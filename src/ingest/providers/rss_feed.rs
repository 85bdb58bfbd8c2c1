// src/ingest/providers/rss_feed.rs
//! RSS job feeds. Titles are usually "Role at Company" or "Company - Role";
//! `<category>` elements become tags.

use async_trait::async_trait;
use chrono::{DateTime, Utc};
use quick_xml::de::from_str;
use serde::Deserialize;
use std::time::Duration;
use time::{format_description::well_known::Rfc2822, OffsetDateTime};

use crate::canon::normalize_text;
use crate::error::ConnectorError;
use crate::ingest::search_query;
use crate::ingest::types::{Connector, RawListing};
use crate::model::Profile;

#[derive(Debug, Deserialize)]
struct Rss {
    channel: Channel,
}

#[derive(Debug, Deserialize)]
struct Channel {
    #[serde(rename = "item", default)]
    item: Vec<Item>,
}

#[derive(Debug, Deserialize)]
struct Item {
    title: Option<String>,
    link: Option<String>,
    #[serde(rename = "pubDate")]
    pub_date: Option<String>,
    company: Option<String>,
    #[serde(rename = "type")]
    job_type: Option<String>,
    #[serde(rename = "category", default)]
    categories: Vec<String>,
}

fn parse_rfc2822(ts: &str) -> Option<DateTime<Utc>> {
    OffsetDateTime::parse(ts.trim(), &Rfc2822)
        .ok()
        .and_then(|dt| DateTime::<Utc>::from_timestamp(dt.unix_timestamp(), 0))
}

/// Split "SDE Intern at Acme" / "Acme - SDE Intern" into (title, company).
fn split_title(raw: &str) -> (String, String) {
    let t = normalize_text(raw);
    if let Some(pos) = t.to_ascii_lowercase().rfind(" at ") {
        let (role, company) = t.split_at(pos);
        return (role.trim().to_string(), company[4..].trim().to_string());
    }
    if let Some((company, role)) = t.split_once(" - ") {
        return (role.trim().to_string(), company.trim().to_string());
    }
    (t, String::new())
}

pub struct RssFeedConnector {
    name: String,
    mode: Mode,
}

enum Mode {
    Fixture(String),
    Http { url: String, client: reqwest::Client },
}

impl RssFeedConnector {
    pub fn from_fixture(name: &str, xml: &str) -> Self {
        Self {
            name: name.to_string(),
            mode: Mode::Fixture(xml.to_string()),
        }
    }

    pub fn from_url(name: &str, url: &str) -> Self {
        Self {
            name: name.to_string(),
            mode: Mode::Http {
                url: url.to_string(),
                client: reqwest::Client::new(),
            },
        }
    }

    fn parse_items_from_str(&self, s: &str) -> Result<Vec<RawListing>, ConnectorError> {
        let xml_clean = scrub_html_entities_for_xml(s);
        let rss: Rss = from_str(&xml_clean)?;

        let mut out = Vec::with_capacity(rss.channel.item.len());
        for it in rss.channel.item {
            let (title, split_company) = split_title(it.title.as_deref().unwrap_or_default());
            if title.is_empty() {
                continue;
            }
            let company = it
                .company
                .as_deref()
                .map(normalize_text)
                .filter(|c| !c.is_empty())
                .unwrap_or(split_company);
            out.push(RawListing {
                source: self.name.clone(),
                title,
                company,
                kind: it.job_type,
                tags: it.categories,
                url: it.link,
                posted_at: it.pub_date.as_deref().and_then(parse_rfc2822),
            });
        }
        Ok(out)
    }
}

#[async_trait]
impl Connector for RssFeedConnector {
    async fn fetch(
        &self,
        profile: &Profile,
        budget: Duration,
    ) -> Result<Vec<RawListing>, ConnectorError> {
        match &self.mode {
            Mode::Fixture(s) => self.parse_items_from_str(s),
            Mode::Http { url, client } => {
                let resp = client
                    .get(url)
                    .query(&[("q", search_query(profile))])
                    .timeout(budget)
                    .send()
                    .await?;
                let status = resp.status();
                if status.as_u16() == 429 {
                    return Err(ConnectorError::RateLimited(format!("{} returned 429", self.name)));
                }
                if !status.is_success() {
                    return Err(ConnectorError::Unreachable(format!(
                        "{} returned {}",
                        self.name, status
                    )));
                }
                let body = resp.text().await?;
                self.parse_items_from_str(&body)
            }
        }
    }

    fn name(&self) -> &str {
        &self.name
    }
}

fn scrub_html_entities_for_xml(s: &str) -> String {
    s.replace("&nbsp;", " ")
        .replace("&ndash;", "-")
        .replace("&mdash;", "-")
        .replace("&ldquo;", "\"")
        .replace("&rdquo;", "\"")
        .replace("&lsquo;", "'")
        .replace("&rsquo;", "'")
}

Problem to work on
Please give the number of lines above in which the word "struct" appears, without any other text.

Solved problem
4